**Work request**
Without changing anything, reproduce every record below.

**Data records**
_ _ _

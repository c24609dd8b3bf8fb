//! Installed package manifest parsing
//!
//! The export carries an `rpm -qa --qf` listing of everything installed in
//! the Flatpak build tree, one package per line with `;`-separated fields:
//!
//! ```text
//! NAME;VERSION;RELEASE;ARCH;EPOCH;SIZE;SIGMD5;BUILDTIME;SIGPGP;SIGGPG
//! ```

use crate::error::{BuildError, Result};
use serde::{Deserialize, Serialize};
use std::path::Path;

const FIELD_COUNT: usize = 10;
const SIGNATURE_MARKER: &str = "Key ID ";

/// A package installed in the image
#[derive(Debug, Clone, PartialEq, Eq, Serialize, Deserialize)]
pub struct ImageComponent {
    #[serde(rename = "type")]
    pub component_type: String,
    pub name: String,
    pub version: Option<String>,
    pub release: Option<String>,
    pub arch: Option<String>,
    pub epoch: Option<u64>,
    pub sigmd5: Option<String>,
    pub signature: Option<String>,
}

fn field(value: &str) -> Option<String> {
    match value {
        "(none)" | "" => None,
        v => Some(v.to_string()),
    }
}

/// Parse an rpm manifest listing
///
/// Lines with too few fields and `gpg-pubkey` pseudo packages are skipped.
pub fn parse_rpm_manifest(content: &str, source: &str) -> Result<Vec<ImageComponent>> {
    let mut components = Vec::new();

    for (lineno, line) in content.lines().enumerate() {
        let fields: Vec<&str> = line.split(';').collect();
        if fields.len() < FIELD_COUNT {
            continue;
        }

        let Some(name) = field(fields[0]) else {
            continue;
        };
        if name == "gpg-pubkey" {
            continue;
        }

        let epoch = match field(fields[4]) {
            Some(epoch) => Some(epoch.parse::<u64>().map_err(|_| {
                BuildError::data_format(
                    source,
                    format!("line {}: invalid epoch '{}' for {}", lineno + 1, epoch, name),
                )
            })?),
            None => None,
        };

        let signature = field(fields[8]).or_else(|| field(fields[9])).map(|sig| {
            match sig.split_once(SIGNATURE_MARKER) {
                Some((_, key_id)) => key_id.to_string(),
                None => sig,
            }
        });

        components.push(ImageComponent {
            component_type: "rpm".to_string(),
            name,
            version: field(fields[1]),
            release: field(fields[2]),
            arch: field(fields[3]),
            epoch,
            sigmd5: field(fields[6]),
            signature,
        });
    }

    Ok(components)
}

/// Read and parse a manifest file
pub async fn read_rpm_manifest(path: &Path) -> Result<Vec<ImageComponent>> {
    let content = tokio::fs::read_to_string(path).await?;
    let components = parse_rpm_manifest(&content, &path.display().to_string())?;
    tracing::debug!(
        "Parsed {} components from {}",
        components.len(),
        path.display()
    );
    Ok(components)
}

#[cfg(test)]
mod tests {
    use super::*;

    const MANIFEST: &str = "\
flatpak-runtime-config;29;2;x86_64;(none);1024;f0b2e5cd;1530000000;RSA/SHA256, Mon 02 Jul 2018, Key ID a20aa56b429476b4;(none)
glibc;2.28;9.fc29;x86_64;1;14000;0a1b2c3d;1530000001;(none);RSA/SHA256, Tue 03 Jul 2018, Key ID 429476b4
gpg-pubkey;429476b4;5a6a7a7b;(none);(none);0;(none);1530000002;(none);(none)
truncated;line
zlib;1.2.11;10.fc29;x86_64;(none);200;99ff;1530000003;(none);(none)
";

    #[test]
    fn test_parse_rpm_manifest() {
        let components = parse_rpm_manifest(MANIFEST, "manifest").unwrap();
        assert_eq!(components.len(), 3);

        let runtime = &components[0];
        assert_eq!(runtime.component_type, "rpm");
        assert_eq!(runtime.name, "flatpak-runtime-config");
        assert_eq!(runtime.version.as_deref(), Some("29"));
        assert_eq!(runtime.epoch, None);
        assert_eq!(runtime.signature.as_deref(), Some("a20aa56b429476b4"));

        let glibc = &components[1];
        assert_eq!(glibc.epoch, Some(1));
        assert_eq!(glibc.signature.as_deref(), Some("429476b4"));

        let zlib = &components[2];
        assert_eq!(zlib.signature, None);
        assert_eq!(zlib.sigmd5.as_deref(), Some("99ff"));
    }

    #[test]
    fn test_parse_rpm_manifest_invalid_epoch() {
        let err = parse_rpm_manifest(
            "bash;5.0;1;x86_64;one;10;abcd;1;(none);(none)\n",
            "flatpak-build.rpm_qf",
        )
        .unwrap_err();

        match err {
            BuildError::DataFormat { artifact, message } => {
                assert_eq!(artifact, "flatpak-build.rpm_qf");
                assert!(message.contains("line 1"));
            }
            other => panic!("unexpected error: {other:?}"),
        }
    }

    #[test]
    fn test_parse_empty_manifest() {
        assert!(parse_rpm_manifest("", "m").unwrap().is_empty());
    }

    #[tokio::test]
    async fn test_read_rpm_manifest() {
        let temp_dir = tempfile::tempdir().unwrap();
        let path = temp_dir.path().join("flatpak-build.rpm_qf");
        std::fs::write(&path, MANIFEST).unwrap();

        let components = read_rpm_manifest(&path).await.unwrap();
        assert_eq!(components.len(), 3);

        let err = read_rpm_manifest(&temp_dir.path().join("missing.rpm_qf"))
            .await
            .unwrap_err();
        assert!(matches!(err, BuildError::Io(_)));
    }
}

_ _ _

**Result of the task**
repository c24609dd8b3bf8fb
//! Installed package manifest parsing
//!
//! The export carries an `rpm -qa --qf` listing of everything installed in
//! the Flatpak build tree, one package per line with `;`-separated fields:
//!
//! ```text
//! NAME;VERSION;RELEASE;ARCH;EPOCH;SIZE;SIGMD5;BUILDTIME;SIGPGP;SIGGPG
//! ```

use crate::error::{BuildError, Result};
use serde::{Deserialize, Serialize};
use std::path::Path;

const FIELD_COUNT: usize = 10;
const SIGNATURE_MARKER: &str = "Key ID ";

/// A package installed in the image
#[derive(Debug, Clone, PartialEq, Eq, Serialize, Deserialize)]
pub struct ImageComponent {
    #[serde(rename = "type")]
    pub component_type: String,
    pub name: String,
    pub version: Option<String>,
    pub release: Option<String>,
    pub arch: Option<String>,
    pub epoch: Option<u64>,
    pub sigmd5: Option<String>,
    pub signature: Option<String>,
}

fn field(value: &str) -> Option<String> {
    match value {
        "(none)" | "" => None,
        v => Some(v.to_string()),
    }
}

/// Parse an rpm manifest listing
///
/// Lines with too few fields and `gpg-pubkey` pseudo packages are skipped.
pub fn parse_rpm_manifest(content: &str, source: &str) -> Result<Vec<ImageComponent>> {
    let mut components = Vec::new();

    for (lineno, line) in content.lines().enumerate() {
        let fields: Vec<&str> = line.split(';').collect();
        if fields.len() < FIELD_COUNT {
            continue;
        }

        let Some(name) = field(fields[0]) else {
            continue;
        };
        if name == "gpg-pubkey" {
            continue;
        }

        let epoch = match field(fields[4]) {
            Some(epoch) => Some(epoch.parse::<u64>().map_err(|_| {
                BuildError::data_format(
                    source,
                    format!("line {}: invalid epoch '{}' for {}", lineno + 1, epoch, name),
                )
            })?),
            None => None,
        };

        let signature = field(fields[8]).or_else(|| field(fields[9])).map(|sig| {
            match sig.split_once(SIGNATURE_MARKER) {
                Some((_, key_id)) => key_id.to_string(),
                None => sig,
            }
        });

        components.push(ImageComponent {
            component_type: "rpm".to_string(),
            name,
            version: field(fields[1]),
            release: field(fields[2]),
            arch: field(fields[3]),
            epoch,
            sigmd5: field(fields[6]),
            signature,
        });
    }

    Ok(components)
}

/// Read and parse a manifest file
pub async fn read_rpm_manifest(path: &Path) -> Result<Vec<ImageComponent>> {
    let content = tokio::fs::read_to_string(path).await?;
    let components = parse_rpm_manifest(&content, &path.display().to_string())?;
    tracing::debug!(
        "Parsed {} components from {}",
        components.len(),
        path.display()
    );
    Ok(components)
}

#[cfg(test)]
mod tests {
    use super::*;

    const MANIFEST: &str = "\
flatpak-runtime-config;29;2;x86_64;(none);1024;f0b2e5cd;1530000000;RSA/SHA256, Mon 02 Jul 2018, Key ID a20aa56b429476b4;(none)
glibc;2.28;9.fc29;x86_64;1;14000;0a1b2c3d;1530000001;(none);RSA/SHA256, Tue 03 Jul 2018, Key ID 429476b4
gpg-pubkey;429476b4;5a6a7a7b;(none);(none);0;(none);1530000002;(none);(none)
truncated;line
zlib;1.2.11;10.fc29;x86_64;(none);200;99ff;1530000003;(none);(none)
";

    #[test]
    fn test_parse_rpm_manifest() {
        let components = parse_rpm_manifest(MANIFEST, "manifest").unwrap();
        assert_eq!(components.len(), 3);

        let runtime = &components[0];
        assert_eq!(runtime.component_type, "rpm");
        assert_eq!(runtime.name, "flatpak-runtime-config");
        assert_eq!(runtime.version.as_deref(), Some("29"));
        assert_eq!(runtime.epoch, None);
        assert_eq!(runtime.signature.as_deref(), Some("a20aa56b429476b4"));

        let glibc = &components[1];
        assert_eq!(glibc.epoch, Some(1));
        assert_eq!(glibc.signature.as_deref(), Some("429476b4"));

        let zlib = &components[2];
        assert_eq!(zlib.signature, None);
        assert_eq!(zlib.sigmd5.as_deref(), Some("99ff"));
    }

    #[test]
    fn test_parse_rpm_manifest_invalid_epoch() {
        let err = parse_rpm_manifest(
            "bash;5.0;1;x86_64;one;10;abcd;1;(none);(none)\n",
            "flatpak-build.rpm_qf",
        )
        .unwrap_err();

        match err {
            BuildError::DataFormat { artifact, message } => {
                assert_eq!(artifact, "flatpak-build.rpm_qf");
                assert!(message.contains("line 1"));
            }
            other => panic!("unexpected error: {other:?}"),
        }
    }

    #[test]
    fn test_parse_empty_manifest() {
        assert!(parse_rpm_manifest("", "m").unwrap().is_empty());
    }

    #[tokio::test]
    async fn test_read_rpm_manifest() {
        let temp_dir = tempfile::tempdir().unwrap();
        let path = temp_dir.path().join("flatpak-build.rpm_qf");
        std::fs::write(&path, MANIFEST).unwrap();

        let components = read_rpm_manifest(&path).await.unwrap();
        assert_eq!(components.len(), 3);

        let err = read_rpm_manifest(&temp_dir.path().join("missing.rpm_qf"))
            .await
            .unwrap_err();
        assert!(matches!(err, BuildError::Io(_)));
    }
}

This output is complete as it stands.